The inferences the defender invites the court to make

[28]      In relation to the first argument, what averments does the defender make? The defender avers that the steel plates were in place prior to the defender’s ownership of the premises and that they were not installed by the defender.  It avers that the trench was not created by it. The defender avers that the Lease envisaged that the third party would install its own plant, equipment and items within the service yard.  In particular, the defender avers that:

“the third party has installed and runs a series of cables, pipes and ducts (“equipment”) under the access strip.  As such, the third party’s equipment is situated directly beneath the steel plates condescended upon by the pursuer.  The installation of the third party’s equipment would necessarily have involved excavation works at the access strip.  Maintenance and repair works pertaining to the third party’s equipment situated below the ground would also necessarily involve excavation works at the access strip.  Such excavation works are of the type which would be liable to create the trench condescended upon by the pursuer.  Excavations carried out at the access strip on or after the installation of the plates condescended upon by the pursuer would also likely have resulted in the dislodging, removal, disturbance or re-installation of one or more of the plates condescended upon by the pursuer.”

 

[29]      The defender avers that “[i]n view of (i) the third party’s rights over the access strip under the Lease; (ii) its general interest in and requirement to install, access, maintain and repair the equipment housed thereunder and (iii) its frequent attendance at the service yard, believed and averred that the presence of the trench and the situation and condition of the plates in the service yard arose from the acts or omissions of the third party”.
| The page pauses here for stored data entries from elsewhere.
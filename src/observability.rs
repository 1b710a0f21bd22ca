// 📝 Logging - tracing subscriber setup

use crate::config::LogConfig;
use anyhow::{Context, Result};
use std::fs::OpenOptions;
use std::sync::Mutex;
use tracing_subscriber::{filter::EnvFilter, fmt, prelude::*};

/// Where log lines should go for this run
#[derive(Debug, Clone, Copy, PartialEq, Eq)]
pub enum LogTarget {
    /// Plain stderr (CLI commands)
    Stderr,
    /// The terminal belongs to the UI; only log if a file is configured
    FileOnly,
}

/// Create an EnvFilter from config, with RUST_LOG taking precedence
pub fn create_env_filter(config: &LogConfig) -> EnvFilter {
    let directive = std::env::var("RUST_LOG")
        .ok()
        .map(|v| v.trim().to_string())
        .filter(|v| !v.is_empty())
        .unwrap_or_else(|| config.filter.clone());

    EnvFilter::try_new(&directive).unwrap_or_else(|_| {
        eprintln!(
            "Failed to parse log filter {:?}. Falling back to default: info",
            directive
        );
        EnvFilter::new("info")
    })
}

/// Install the global subscriber. Returns false when nothing was installed
/// (UI mode without a log file).
pub fn init_logging(config: &LogConfig, target: LogTarget) -> Result<bool> {
    let filter = create_env_filter(config);

    match (&config.file, target) {
        (Some(path), _) => {
            let file = OpenOptions::new()
                .create(true)
                .append(true)
                .open(path)
                .with_context(|| format!("Failed to open log file {:?}", path))?;

            let fmt_layer = fmt::layer()
                .with_target(true)
                .with_ansi(false)
                .with_writer(Mutex::new(file));

            tracing_subscriber::registry()
                .with(filter)
                .with(fmt_layer)
                .try_init()
                .ok();
        }
        (None, LogTarget::Stderr) => {
            let fmt_layer = fmt::layer()
                .with_target(true)
                .with_writer(std::io::stderr);

            tracing_subscriber::registry()
                .with(filter)
                .with(fmt_layer)
                .try_init()
                .ok();
        }
        (None, LogTarget::FileOnly) => return Ok(false),
    }

    Ok(true)
}
use std::collections::{HashMap, hash_map};

use alloy::primitives::Address;

use super::{ImpermanentLossCurve, LeveragedCurve, PricingCurve, PricingError, ReserveCurve};
use crate::num::FixedPoint;

/// Contract a pricing curve is configured for.
///
/// The expiration timestamp is used as a probe: a contract that can not
/// report a non-zero expiration is not a valid reference.
pub trait ReferenceContract {
    fn address(&self) -> Address;

    fn expiration_timestamp(&self) -> Option<u64>;
}

/// Registry of curve parameters per referencing contract.
///
/// Parameters are write-once: after a successful [`Self::set_parameters`]
/// the same contract can never be reconfigured.
#[derive(Clone, Debug)]
pub struct ProductLibrary<C> {
    params: HashMap<Address, C>,
}

pub type ReserveLibrary = ProductLibrary<ReserveCurve>;
pub type LeveragedLibrary = ProductLibrary<LeveragedCurve>;
pub type ImpermanentLossLibrary = ProductLibrary<ImpermanentLossCurve>;

impl<C> Default for ProductLibrary<C> {
    fn default() -> Self {
        Self {
            params: HashMap::new(),
        }
    }
}

impl<C: PricingCurve> ProductLibrary<C> {
    pub fn new() -> Self {
        Self::default()
    }

    /// Configures the curve for the `reference` contract.
    ///
    /// Fails if the reference does not look like a contract, if any parameter
    /// is invalid, or if parameters were already set for this contract.
    pub fn set_parameters<R>(&mut self, reference: &R, params: C) -> Result<(), PricingError>
    where
        R: ReferenceContract + ?Sized,
    {
        let address = reference.address();
        if address.is_zero() || !matches!(reference.expiration_timestamp(), Some(ts) if ts > 0) {
            return Err(PricingError::InvalidReference(address));
        }
        params.validate()?;
        match self.params.entry(address) {
            hash_map::Entry::Occupied(_) => Err(PricingError::ParamsAlreadySet(address)),
            hash_map::Entry::Vacant(e) => {
                e.insert(params);
                Ok(())
            }
        }
    }

    /// Parameters configured for the contract at `address`.
    pub fn parameters(&self, address: &Address) -> Result<&C, PricingError> {
        self.params
            .get(address)
            .ok_or(PricingError::ParamsNotSet(*address))
    }

    /// Long share of the contract at `address` settling at `price`.
    pub fn long_share(&self, address: &Address, price: FixedPoint) -> Result<FixedPoint, PricingError> {
        self.parameters(address)?.long_share(price)
    }

    pub fn is_configured(&self, address: &Address) -> bool {
        self.params.contains_key(address)
    }

    pub fn len(&self) -> usize {
        self.params.len()
    }

    pub fn is_empty(&self) -> bool {
        self.params.is_empty()
    }
}
//! Asset group report.
//!
//! Reads every asset of a group at a single block and derives its global
//! collateralization ratio and the value locked. Assets whose data is
//! unavailable are logged and skipped, the report covers the rest.

use std::{future::Future, time::Duration};

use alloy::{
    primitives::Address,
    providers::{DynProvider, ProviderBuilder},
    rpc::client::RpcClient,
};
use synths_sdk::{
    cache::PriceCache,
    config::AssetConfig,
    error::ProviderError,
    metrics::{
        self, AssetCollateral, MetricsError, TvlScope, format_ratio, global_cr, pool_token_price,
        sponsor_cr,
    },
    num::FixedPoint,
    state::{EmpReader, EmpState},
};
use tracing::{debug, info, warn};
use url::Url;

use crate::error::{Error, Result};

/// Report line of a single asset.
#[derive(Clone, Debug)]
pub struct AssetReport {
    pub id: String,
    pub expired: bool,
    pub gcr: Option<FixedPoint>,
    pub sponsor_cr: Option<FixedPoint>,
}

#[derive(Clone, Debug, Default)]
pub struct GroupReport {
    pub assets: Vec<AssetReport>,
    pub total_value_locked: Option<FixedPoint>,
}

/// Reads asset groups from chain.
#[derive(Debug)]
pub struct Reporter {
    reader: EmpReader<DynProvider>,
    prices: PriceCache,
    eth_usd: Option<FixedPoint>,
    timeout: Duration,
}

impl Reporter {
    /// Connects to the node and pins all subsequent reads to its current head.
    pub async fn try_new(node_url: Url, timeout: Duration) -> Result<Self> {
        let rpc_client = RpcClient::new_http(node_url);
        let provider = DynProvider::new(ProviderBuilder::new().connect_client(rpc_client));

        let reader = EmpReader::new(provider);
        let reader = with_timeout(timeout, reader.pinned()).await?;
        info!(?reader, "Reader pinned");

        Ok(Self::new(reader, timeout))
    }

    fn new(reader: EmpReader<DynProvider>, timeout: Duration) -> Self {
        Self {
            reader,
            prices: PriceCache::new(timeout * 10),
            eth_usd: None,
            timeout,
        }
    }

    /// ETH/USD price used to value WETH collateral for the whole run.
    pub fn with_eth_usd(mut self, price: Option<FixedPoint>) -> Self {
        self.eth_usd = price;
        self
    }

    /// Reports all assets of the group, optionally including the positions of `sponsor`.
    pub async fn run(&self, assets: &[AssetConfig], sponsor: Option<Address>) -> GroupReport {
        let mut report = GroupReport::default();
        let mut collaterals = Vec::with_capacity(assets.len());

        for asset in assets {
            let id = asset.id();
            let state = match self.read_state(asset).await {
                Ok(state) => state,
                Err(e) => {
                    warn!(asset = %id, %e, "Failed to read EMP state, skipping asset");
                    continue;
                }
            };
            collaterals.push(AssetCollateral::from_state(&id, asset.collateral, &state));

            let token_price = match self.token_price(asset, &state).await {
                Ok(price) => Some(price),
                Err(e) => {
                    warn!(asset = %id, %e, "Token price unavailable");
                    None
                }
            };
            // Without outstanding tokens the GCR is zero whatever the price
            let gcr = match global_cr(
                &state,
                asset.token_decimals,
                asset.collateral.decimals(),
                token_price.unwrap_or(FixedPoint::ZERO),
            ) {
                Ok(gcr) => {
                    info!(asset = %id, gcr = %format_ratio(gcr), expired = state.is_expired(), "GCR");
                    Some(gcr)
                }
                Err(e) => {
                    warn!(asset = %id, %e, "GCR unavailable");
                    None
                }
            };

            let sponsor_cr = match (sponsor, token_price) {
                (Some(sponsor), Some(price)) => self.report_position(asset, &state, sponsor, price).await,
                _ => None,
            };

            report.assets.push(AssetReport {
                id,
                expired: state.is_expired(),
                gcr,
                sponsor_cr,
            });
        }

        report.total_value_locked = self.total_value_locked(&collaterals);
        report
    }

    fn total_value_locked(&self, collaterals: &[AssetCollateral]) -> Option<FixedPoint> {
        match metrics::total_value_locked(collaterals, self.eth_usd, TvlScope::Combined) {
            Ok(tvl) => {
                info!(tvl = %tvl.to_precision_string(2), assets = collaterals.len(), "TVL");
                Some(tvl)
            }
            Err(e) => {
                warn!(%e, "TVL unavailable");
                None
            }
        }
    }

    async fn read_state(&self, asset: &AssetConfig) -> Result<EmpState> {
        let state = self
            .read(self.reader.state(asset.emp_address()?, asset.emp_version()))
            .await?;
        let token_decimals = self.read(self.reader.token_decimals(state.token_currency())).await?;
        if token_decimals != asset.token_decimals {
            warn!(
                asset = %asset.id(),
                configured = asset.token_decimals,
                on_chain = token_decimals,
                "Token decimals mismatch"
            );
        }
        Ok(state)
    }

    /// Synthetic token price in collateral, implied by the asset's pool.
    async fn token_price(&self, asset: &AssetConfig, state: &EmpState) -> Result<FixedPoint> {
        let pool = asset.pool_address()?.ok_or(MetricsError::MissingPrice)?;
        let key = format!("{}/{}", asset.id(), asset.collateral);
        self.prices
            .get_or_try_insert_with(&key, || async {
                let reserves = self.read(self.reader.pool_reserves(pool)).await?;
                debug!(%pool, reserve0 = %reserves.reserve0(), reserve1 = %reserves.reserve1(), "Pool reserves");
                Ok(pool_token_price(
                    &reserves,
                    state.token_currency(),
                    asset.token_decimals,
                    state.collateral_currency(),
                    asset.collateral.decimals(),
                )?)
            })
            .await
    }

    async fn report_position(
        &self,
        asset: &AssetConfig,
        state: &EmpState,
        sponsor: Address,
        token_price: FixedPoint,
    ) -> Option<FixedPoint> {
        let position = match self.read(self.reader.position(state.address(), sponsor)).await {
            Ok(position) if position.is_empty() => return None,
            Ok(position) => position,
            Err(e) => {
                warn!(asset = %asset.id(), %sponsor, %e, "Failed to read position");
                return None;
            }
        };
        match sponsor_cr(&position, asset.collateral, asset.token_decimals, token_price) {
            Ok(cr) => {
                info!(
                    asset = %asset.id(),
                    %sponsor,
                    collateral = %position_collateral(&position, asset),
                    cr = %format_ratio(cr),
                    pending_withdrawal = position.has_pending_withdrawal(),
                    "Sponsor position"
                );
                Some(cr)
            }
            Err(e) => {
                warn!(asset = %asset.id(), %sponsor, %e, "Sponsor CR unavailable");
                None
            }
        }
    }

    async fn read<T>(&self, fut: impl Future<Output = std::result::Result<T, ProviderError>>) -> Result<T> {
        with_timeout(self.timeout, fut).await
    }
}

async fn with_timeout<T>(
    timeout: Duration,
    fut: impl Future<Output = std::result::Result<T, ProviderError>>,
) -> Result<T> {
    tokio::time::timeout(timeout, fut)
        .await
        .map_err(|_| Error::Timeout(timeout.as_secs()))?
        .map_err(Error::from)
}

fn position_collateral(position: &synths_sdk::state::SponsorPosition, asset: &AssetConfig) -> String {
    metrics::position_cr(position, &asset.collateral.to_string())
        .map(format_ratio)
        .unwrap_or_default()
}

#[cfg(test)]
mod tests {
    use alloy::transports::mock::Asserter;
    use synths_sdk::{testing::wad, types::CollateralSymbol};

    use super::*;

    fn reporter(timeout: Duration) -> Reporter {
        let provider = DynProvider::new(ProviderBuilder::new().connect_mocked_client(Asserter::new()));
        Reporter::new(EmpReader::new(provider), timeout)
    }

    #[tokio::test(start_paused = true)]
    async fn test_eth_usd_outlives_price_ttl() {
        let reporter = reporter(Duration::from_secs(1)).with_eth_usd(Some(FixedPoint::from_int(2_000)));
        let collaterals = [AssetCollateral::new("ugas-0621", CollateralSymbol::Weth, wad(150))];

        tokio::time::advance(Duration::from_secs(3_600)).await;
        assert_eq!(
            reporter.total_value_locked(&collaterals),
            Some(FixedPoint::from_int(300_000))
        );
    }

    #[tokio::test]
    async fn test_weth_tvl_needs_eth_usd() {
        let reporter = reporter(Duration::from_secs(1));
        let collaterals = [AssetCollateral::new("ugas-0621", CollateralSymbol::Weth, wad(150))];
        assert_eq!(reporter.total_value_locked(&collaterals), None);
    }
}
[30]      The defender sets out the relevant terms of the Lease, which include an obligation upon the landlord to construct the Site (being the substation) to the third party’s reasonable satisfaction.  There is no such obligation upon the landlord to create a trench in the service yard.  The Lease is silent in relation to the construction of a trench.  In terms of clause seventh of the Lease, the third party enjoys a “right to lay, maintain and, when necessary, inspect and renew cables, pipes, ducts and other works” in relation to the access strip.  That right is stated as being subject to the third party “making good any damage caused in the exercise of such rights”.

[31]      The third party admits that it runs a series of cables, pipes and ducts under the access strip.  The third party avers that “the third party holds no records describing who installed the trench (or the cables, pipes and ducts within it) in the service yard.  The third party has been unable to trace any witness to speak to its installation.  The third party believes and avers that the trench was constructed, and the checker plates installed, at the same time and by the same party as the substation.”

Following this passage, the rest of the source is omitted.